A hybrid species of super termites is taking over, and this time it’s not the fault of mad scientists!
On Earth, termites are among the most destructive pests, causing a billion+ dollars in damage annually in the U.S.A. alone. In Florida, scientists have been watching the development of a new hybrid species. This new “super termite” is claimed to be more destructive than other species; their colonies grow twice as fast as normal termites.
The hybrids are the offspring of two very hungry, exotic termite species which have begun mating far away from their homelands. Asian and Formosan subterranean termites are two of the most destructive species on the planet, living together in only a few places in the world, including Taiwan and Hawaii.
University of Florida researcher and entomologist, Thomas Chouvenc moved from his native France to South Florida just to study termites. “I come to work every day and I get surprised every day.
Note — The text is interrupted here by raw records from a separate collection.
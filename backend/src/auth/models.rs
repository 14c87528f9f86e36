//! Data structures for authentication-related entities.
//!
//! This module defines the authenticated identity attached to a request, the
//! role and participant-type taxonomies, the fixed access policies used by
//! the convenience guards, and the request/response payloads of the auth
//! endpoints.

use serde::{Deserialize, Serialize};
use std::fmt::{self, Display, Formatter};
use std::str::FromStr;
use validator::Validate;

/// Coarse access-control role.
#[derive(Debug, Clone, Copy, PartialEq, Eq, Hash, Serialize, Deserialize)]
#[serde(rename_all = "snake_case")]
pub enum UserRole {
    Participant,
    Presenter,
    Organizer,
    Reviewer,
    Admin,
}

impl UserRole {
    pub fn as_str(&self) -> &'static str {
        match self {
            UserRole::Participant => "participant",
            UserRole::Presenter => "presenter",
            UserRole::Organizer => "organizer",
            UserRole::Reviewer => "reviewer",
            UserRole::Admin => "admin",
        }
    }

    /// Roles that bypass ownership checks.
    pub fn is_elevated(&self) -> bool {
        matches!(self, UserRole::Admin | UserRole::Organizer)
    }
}

impl Display for UserRole {
    fn fmt(&self, f: &mut Formatter<'_>) -> fmt::Result {
        write!(f, "{}", self.as_str())
    }
}

impl FromStr for UserRole {
    type Err = String;

    fn from_str(input: &str) -> Result<Self, Self::Err> {
        match input.to_lowercase().as_str() {
            "participant" => Ok(UserRole::Participant),
            "presenter" => Ok(UserRole::Presenter),
            "organizer" => Ok(UserRole::Organizer),
            "reviewer" => Ok(UserRole::Reviewer),
            "admin" => Ok(UserRole::Admin),
            _ => Err(format!("Invalid role: {}", input)),
        }
    }
}

/// Fine-grained conference attendee classification.
#[derive(Debug, Clone, Copy, PartialEq, Eq, Hash, Serialize, Deserialize)]
#[serde(rename_all = "snake_case")]
pub enum ParticipantType {
    KeynoteSpeaker,
    Presenter,
    PosterPresenter,
    Attendee,
    Student,
    Organizer,
    Reviewer,
    Volunteer,
    Sponsor,
    Guest,
}

impl ParticipantType {
    pub fn as_str(&self) -> &'static str {
        match self {
            ParticipantType::KeynoteSpeaker => "keynote_speaker",
            ParticipantType::Presenter => "presenter",
            ParticipantType::PosterPresenter => "poster_presenter",
            ParticipantType::Attendee => "attendee",
            ParticipantType::Student => "student",
            ParticipantType::Organizer => "organizer",
            ParticipantType::Reviewer => "reviewer",
            ParticipantType::Volunteer => "volunteer",
            ParticipantType::Sponsor => "sponsor",
            ParticipantType::Guest => "guest",
        }
    }
}

impl Display for ParticipantType {
    fn fmt(&self, f: &mut Formatter<'_>) -> fmt::Result {
        write!(f, "{}", self.as_str())
    }
}

impl FromStr for ParticipantType {
    type Err = String;

    fn from_str(input: &str) -> Result<Self, Self::Err> {
        match input.to_lowercase().as_str() {
            "keynote_speaker" => Ok(ParticipantType::KeynoteSpeaker),
            "presenter" => Ok(ParticipantType::Presenter),
            "poster_presenter" => Ok(ParticipantType::PosterPresenter),
            "attendee" => Ok(ParticipantType::Attendee),
            "student" => Ok(ParticipantType::Student),
            "organizer" => Ok(ParticipantType::Organizer),
            "reviewer" => Ok(ParticipantType::Reviewer),
            "volunteer" => Ok(ParticipantType::Volunteer),
            "sponsor" => Ok(ParticipantType::Sponsor),
            "guest" => Ok(ParticipantType::Guest),
            _ => Err(format!("Invalid participant type: {}", input)),
        }
    }
}

/// Participant types allowed to submit abstracts.
pub const SUBMITTING_PARTICIPANT_TYPES: &[ParticipantType] = &[
    ParticipantType::KeynoteSpeaker,
    ParticipantType::Presenter,
    ParticipantType::PosterPresenter,
    ParticipantType::Organizer,
];

/// Identity derived from a verified token. Attached to the request once
/// authentication succeeds and never modified afterwards.
#[derive(Debug, Clone, PartialEq, Eq, Serialize, Deserialize)]
pub struct AuthenticatedIdentity {
    pub user_id: String,
    pub email: String,
    pub role: UserRole,
    pub participant_type: ParticipantType,
}

/// Named role sets for the convenience guards.
///
/// Each policy lists its roles explicitly; there is no inheritance between
/// policies.
#[derive(Debug, Clone, Copy, PartialEq, Eq)]
pub enum AccessPolicy {
    AdminOnly,
    OrganizerOrAdmin,
    ReviewerOrAbove,
    PresenterOrAbove,
}

impl AccessPolicy {
    pub const fn allowed_roles(self) -> &'static [UserRole] {
        match self {
            AccessPolicy::AdminOnly => &[UserRole::Admin],
            AccessPolicy::OrganizerOrAdmin => &[UserRole::Organizer, UserRole::Admin],
            AccessPolicy::ReviewerOrAbove => {
                &[UserRole::Reviewer, UserRole::Organizer, UserRole::Admin]
            }
            AccessPolicy::PresenterOrAbove => {
                &[UserRole::Presenter, UserRole::Organizer, UserRole::Admin]
            }
        }
    }
}

/// Login request payload
#[derive(Debug, Deserialize, Validate)]
pub struct LoginRequest {
    #[validate(email(message = "Must be a valid email"))]
    pub email: String,

    #[validate(length(min = 1, message = "Password is required"))]
    pub password: String,
}

/// Registration request payload
#[derive(Debug, Deserialize, Validate)]
pub struct RegisterRequest {
    #[validate(
        email(message = "Must be a valid email"),
        length(max = 255, message = "Email too long")
    )]
    pub email: String,

    #[validate(length(
        min = 1,
        max = 255,
        message = "Name must be between 1-255 characters"
    ))]
    pub name: String,

    #[validate(length(min = 8, message = "Password must be at least 8 characters"))]
    pub password: String,

    pub participant_type: Option<ParticipantType>,
}

/// Response containing an access token and the identity it encodes
#[derive(Debug, Serialize)]
pub struct TokenResponse {
    pub access_token: String,
    pub expires_in: u64,
    pub user: AuthenticatedIdentity,
}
Termites will do things you just don’t expect,” he says.
It was two years ago, Chouvenc was out gathering adult winged Asian termites (atales) when he made the important discovery. “Out of chance, I was using my butterfly net, you know, catching a few alates from Asian subterranean termites and boom … I got both Formosan and Asian at the same time.”
The two termite species spend the majority of their lives underground. It is only when the colony becomes large enough that it will produce winged adults to mate while swarming. Both of them swarming at the same time has never been seen, leading researchers to believe its likely due to climate change. But the next thing Chouvenc and his colleagues discovered was even more important.
The journal PLOS ONE published an article in which they say the world’s two most destructive termite species are mating, producing hybrid offspring.
Formosan females are larger than their Asian termite counterparts and for some reason are way more attractive to male Asian termites than to Formosan males. They mate and produce offspring which have a coloration somewhere in-between the two parent species’. The other key point is that the hybrids are producing individual termites at nearly double the rate as their parent species, meaning the colonies are growing faster, doing more damage.
There are still many questions to be answered. Top on the list is whether or not the hybrids are sterile; are they able to reproduce and create new colonies without interaction with the parent species? The other question is regarding their tolerance of climate. Asian termites need a tropical climate, which is why they are not in the continental states except Florida. With a potential new super pest of hybrid termites on the loose, we really must ask this time, has nature gone too far?!